**PROBLEM:** Treat the line containing "impl AnnotationStore for" as the first line of the answer and the last line of the data as its final line, reproducing every line between exactly.

** SOURCE RECORDS follows **

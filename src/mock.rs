//! Mock collaborators for testing.
//!
//! Each mock records the calls it receives and returns pre-configured
//! responses. Configured errors are one-shot: they fire on the next matching
//! call and are then cleared.

use std::collections::{HashMap, HashSet, VecDeque};
use std::sync::atomic::{AtomicBool, Ordering};
use std::sync::{Arc, Mutex, MutexGuard};

use async_trait::async_trait;
use chrono::Utc;
use tokio::sync::Notify;

use crate::annotations::{
    Annotation, AnnotationMarker, AnnotationText, HighlightPayload, Locations,
};
use crate::highlighter::{Highlighter, RenderError, RenderRequest, ViewportWindow};
use crate::navigator::Navigator;
use crate::publication::{Link, Locator};
use crate::remote::{RemoteAnnotationApi, RemoteCapabilities, RemoteError, RemoteResult};
use crate::store::{AnnotationStore, StoreResult};

fn lock<T>(mutex: &Mutex<T>) -> MutexGuard<'_, T> {
    match mutex.lock() {
        Ok(guard) => guard,
        Err(poisoned) => poisoned.into_inner(),
    }
}

/// A highlight drawn by [`MockHighlighter`].
#[derive(Debug, Clone, PartialEq)]
pub struct DrawnHighlight {
    pub annotation_id: String,
    pub highlight_id: String,
    pub color: String,
    pub marker: AnnotationMarker,
}

struct HighlighterState {
    ready: bool,
    scroll_height: f64,
    inner_height: f64,
    color: String,
    drawn: Vec<DrawnHighlight>,
    failing: HashSet<String>,
    offsets: HashMap<String, f64>,
    destroyed: Vec<String>,
    clear_calls: usize,
    refresh_calls: usize,
    scrolls: Vec<f64>,
}

/// Mock implementation of `Highlighter` that doubles as its own window.
pub struct MockHighlighter {
    state: Mutex<HighlighterState>,
}

impl Default for MockHighlighter {
    fn default() -> Self {
        Self::new()
    }
}

impl MockHighlighter {
    /// A ready 1000px document in a 900px window, capturing in yellow.
    pub fn new() -> Self {
        Self {
            state: Mutex::new(HighlighterState {
                ready: true,
                scroll_height: 1000.0,
                inner_height: 900.0,
                color: "#ffff00".to_string(),
                drawn: Vec::new(),
                failing: HashSet::new(),
                offsets: HashMap::new(),
                destroyed: Vec::new(),
                clear_calls: 0,
                refresh_calls: 0,
                scrolls: Vec::new(),
            }),
        }
    }

    pub fn with_scroll_height(self, height: f64) -> Self {
        lock(&self.state).scroll_height = height;
        self
    }

    pub fn with_color(self, color: &str) -> Self {
        lock(&self.state).color = color.to_string();
        self
    }

    /// Report a top offset for a drawn highlight.
    pub fn with_offset(self, highlight_id: &str, offset: f64) -> Self {
        lock(&self.state)
            .offsets
            .insert(highlight_id.to_string(), offset);
        self
    }

    /// Make drawing the given highlight fail with `RangeNotFound`.
    pub fn with_failing_highlight(self, highlight_id: &str) -> Self {
        lock(&self.state).failing.insert(highlight_id.to_string());
        self
    }

    pub fn set_ready(&self, ready: bool) {
        lock(&self.state).ready = ready;
    }

    /// Highlights currently drawn, in drawing order.
    pub fn drawn(&self) -> Vec<DrawnHighlight> {
        lock(&self.state).drawn.clone()
    }

    /// Annotation ids currently drawn, in drawing order.
    pub fn drawn_ids(&self) -> Vec<String> {
        lock(&self.state)
            .drawn
            .iter()
            .map(|h| h.annotation_id.clone())
            .collect()
    }

    /// Highlight ids removed one by one.
    pub fn destroyed(&self) -> Vec<String> {
        lock(&self.state).destroyed.clone()
    }

    pub fn clear_calls(&self) -> usize {
        lock(&self.state).clear_calls
    }

    pub fn refresh_calls(&self) -> usize {
        lock(&self.state).refresh_calls
    }

    pub fn scrolls(&self) -> Vec<f64> {
        lock(&self.state).scrolls.clone()
    }
}

impl ViewportWindow for MockHighlighter {
    fn highlight_offset(&self, highlight_id: &str) -> Option<f64> {
        lock(&self.state).offsets.get(highlight_id).copied()
    }

    fn inner_height(&self) -> f64 {
        lock(&self.state).inner_height
    }

    fn scroll_to(&self, y: f64) {
        lock(&self.state).scrolls.push(y);
    }
}

impl Highlighter for MockHighlighter {
    fn is_document_ready(&self) -> bool {
        lock(&self.state).ready
    }

    fn document_scroll_height(&self) -> f64 {
        lock(&self.state).scroll_height
    }

    fn color(&self) -> String {
        lock(&self.state).color.clone()
    }

    fn set_color(&self, color: &str) {
        lock(&self.state).color = color.to_string();
    }

    fn create_highlight_dom(&self, request: &RenderRequest<'_>) -> Result<(), RenderError> {
        let mut state = lock(&self.state);
        if state.failing.contains(&request.payload.id) {
            return Err(RenderError::RangeNotFound {
                highlight_id: request.payload.id.clone(),
            });
        }
        state.drawn.push(DrawnHighlight {
            annotation_id: request.annotation_id.to_string(),
            highlight_id: request.payload.id.clone(),
            color: request.color.to_string(),
            marker: request.marker,
        });
        Ok(())
    }

    fn destroy_highlight(&self, highlight_id: &str) {
        let mut state = lock(&self.state);
        state.drawn.retain(|h| h.highlight_id != highlight_id);
        state.destroyed.push(highlight_id.to_string());
    }

    fn destroy_all_highlights(&self) {
        let mut state = lock(&self.state);
        state.drawn.clear();
        state.clear_calls += 1;
    }

    fn refresh_layout(&self) {
        lock(&self.state).refresh_calls += 1;
    }

    fn window(&self) -> &dyn ViewportWindow {
        self
    }
}

struct NavigatorState {
    chapter: Link,
    toc_url: Option<String>,
    position: f64,
    navigations: Vec<Locator>,
}

/// Mock implementation of `Navigator`.
pub struct MockNavigator {
    state: Mutex<NavigatorState>,
}

impl MockNavigator {
    /// Navigator displaying the given chapter at its start.
    pub fn at(chapter: Link) -> Self {
        Self {
            state: Mutex::new(NavigatorState {
                chapter,
                toc_url: None,
                position: 0.0,
                navigations: Vec::new(),
            }),
        }
    }

    pub fn set_chapter(&self, chapter: Link) {
        let mut state = lock(&self.state);
        state.chapter = chapter;
        state.toc_url = None;
    }

    pub fn set_toc_url(&self, toc_url: Option<String>) {
        lock(&self.state).toc_url = toc_url;
    }

    pub fn set_position(&self, position: f64) {
        lock(&self.state).position = position;
    }

    /// Locators passed to `navigate`, in call order.
    pub fn navigations(&self) -> Vec<Locator> {
        lock(&self.state).navigations.clone()
    }
}

impl Navigator for MockNavigator {
    fn current_chapter_link(&self) -> Link {
        lock(&self.state).chapter.clone()
    }

    fn current_toc_url(&self) -> Option<String> {
        lock(&self.state).toc_url.clone()
    }

    fn current_position(&self) -> f64 {
        lock(&self.state).position
    }

    fn navigate(&self, locator: &Locator) {
        lock(&self.state).navigations.push(locator.clone());
    }
}

/// A recorded call to the mock remote.
#[derive(Debug, Clone)]
pub enum RemoteCall {
    Add(Annotation),
    Delete(String),
}

/// Mock implementation of `RemoteAnnotationApi`.
pub struct MockRemoteApi {
    capabilities: RemoteCapabilities,
    assigned_ids: Mutex<VecDeque<String>>,
    calls: Mutex<Vec<RemoteCall>>,
    add_error: Mutex<Option<RemoteError>>,
    delete_error: Mutex<Option<RemoteError>>,
}

impl Default for MockRemoteApi {
    fn default() -> Self {
        Self::new()
    }
}

impl MockRemoteApi {
    pub fn new() -> Self {
        Self {
            capabilities: RemoteCapabilities::ALL,
            assigned_ids: Mutex::new(VecDeque::new()),
            calls: Mutex::new(Vec::new()),
            add_error: Mutex::new(None),
            delete_error: Mutex::new(None),
        }
    }

    pub fn with_capabilities(mut self, capabilities: RemoteCapabilities) -> Self {
        self.capabilities = capabilities;
        self
    }

    /// Ids handed out by successive adds; once exhausted, ids are `remote-<n>`.
    pub fn with_assigned_ids(self, ids: &[&str]) -> Self {
        lock(&self.assigned_ids).extend(ids.iter().map(|id| id.to_string()));
        self
    }

    /// Fail the next add with the given error.
    pub fn fail_next_add(&self, err: RemoteError) {
        *lock(&self.add_error) = Some(err);
    }

    /// Fail the next delete with the given error.
    pub fn fail_next_delete(&self, err: RemoteError) {
        *lock(&self.delete_error) = Some(err);
    }

    /// Return all recorded calls.
    pub fn calls(&self) -> Vec<RemoteCall> {
        lock(&self.calls).clone()
    }

    pub fn call_count(&self) -> usize {
        lock(&self.calls).len()
    }

    fn record(&self, call: RemoteCall) {
        lock(&self.calls).push(call);
    }
}

#[async_trait]
impl RemoteAnnotationApi for MockRemoteApi {
    fn capabilities(&self) -> RemoteCapabilities {
        self.capabilities
    }

    async fn add_annotation(&self, annotation: &Annotation) -> RemoteResult<Annotation> {
        self.record(RemoteCall::Add(annotation.clone()));
        if let Some(err) = lock(&self.add_error).take() {
            return Err(err);
        }
        let id = lock(&self.assigned_ids)
            .pop_front()
            .unwrap_or_else(|| format!("remote-{}", self.call_count()));
        let mut confirmed = annotation.clone();
        confirmed.id = id;
        Ok(confirmed)
    }

    async fn delete_annotation(&self, annotation: &Annotation) -> RemoteResult<()> {
        self.record(RemoteCall::Delete(annotation.id.clone()));
        match lock(&self.delete_error).take() {
            Some(err) => Err(err),
            None => Ok(()),
        }
    }
}

/// Store wrapper that parks the next `get_annotations` call once armed.
///
/// Lets a test start a second reconcile pass while the first one is still
/// loading records.
pub struct GatedStore {
    inner: Arc<dyn AnnotationStore>,
    armed: AtomicBool,
    entered: Notify,
    release: Notify,
}

impl GatedStore {
    pub fn new(inner: Arc<dyn AnnotationStore>) -> Self {
        Self {
            inner,
            armed: AtomicBool::new(false),
            entered: Notify::new(),
            release: Notify::new(),
        }
    }

    /// Park the next read until [`GatedStore::release`].
    pub fn arm(&self) {
        self.armed.store(true, Ordering::SeqCst);
    }

    /// Wait until a read is parked at the gate.
    pub async fn wait_entered(&self) {
        self.entered.notified().await;
    }

    /// Let the parked read continue.
    pub fn release(&self) {
        self.release.notify_one();
    }
}

#[async_trait]
impl AnnotationStore for GatedStore {
    async fn get_annotations(&self) -> StoreResult<Vec<Annotation>> {
        if self.armed.swap(false, Ordering::SeqCst) {
            self.entered.notify_one();
            self.release.notified().await;
        }
        self.inner.get_annotations().await
    }

    async fn save_annotation(&self, annotation: &Annotation) -> StoreResult<Annotation> {
        self.inner.save_annotation(annotation).await
    }

    async fn delete_annotation(&self, id: &str) -> StoreResult<Option<Annotation>> {
        self.inner.delete_annotation(id).await
    }

    async fn init_annotations(&self, seed: Vec<Annotation>) -> StoreResult<usize> {
        self.inner.init_annotations(seed).await
    }
}

/// Helper to create a test annotation with sensible defaults.
pub fn test_annotation(id: &str, href: &str) -> Annotation {
    Annotation {
        id: id.to_string(),
        href: href.to_string(),
        locations: Locations { progression: 0.5 },
        created: Utc::now(),
        media_type: Some("application/xhtml+xml".to_string()),
        title: None,
        highlight: HighlightPayload::new(format!("h-{id}"), format!("text of {id}")),
        color: "#ff0000".to_string(),
        marker: AnnotationMarker::Highlight,
        text: AnnotationText {
            highlight: format!("text of {id}"),
        },
    }
}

** End of SOURCE RECORDS **

**TASK ANSWER:**
impl AnnotationStore for GatedStore {
    async fn get_annotations(&self) -> StoreResult<Vec<Annotation>> {
        if self.armed.swap(false, Ordering::SeqCst) {
            self.entered.notify_one();
            self.release.notified().await;
        }
        self.inner.get_annotations().await
    }

    async fn save_annotation(&self, annotation: &Annotation) -> StoreResult<Annotation> {
        self.inner.save_annotation(annotation).await
    }

    async fn delete_annotation(&self, id: &str) -> StoreResult<Option<Annotation>> {
        self.inner.delete_annotation(id).await
    }

    async fn init_annotations(&self, seed: Vec<Annotation>) -> StoreResult<usize> {
        self.inner.init_annotations(seed).await
    }
}

/// Helper to create a test annotation with sensible defaults.
pub fn test_annotation(id: &str, href: &str) -> Annotation {
    Annotation {
        id: id.to_string(),
        href: href.to_string(),
        locations: Locations { progression: 0.5 },
        created: Utc::now(),
        media_type: Some("application/xhtml+xml".to_string()),
        title: None,
        highlight: HighlightPayload::new(format!("h-{id}"), format!("text of {id}")),
        color: "#ff0000".to_string(),
        marker: AnnotationMarker::Highlight,
        text: AnnotationText {
            highlight: format!("text of {id}"),
        },
    }
}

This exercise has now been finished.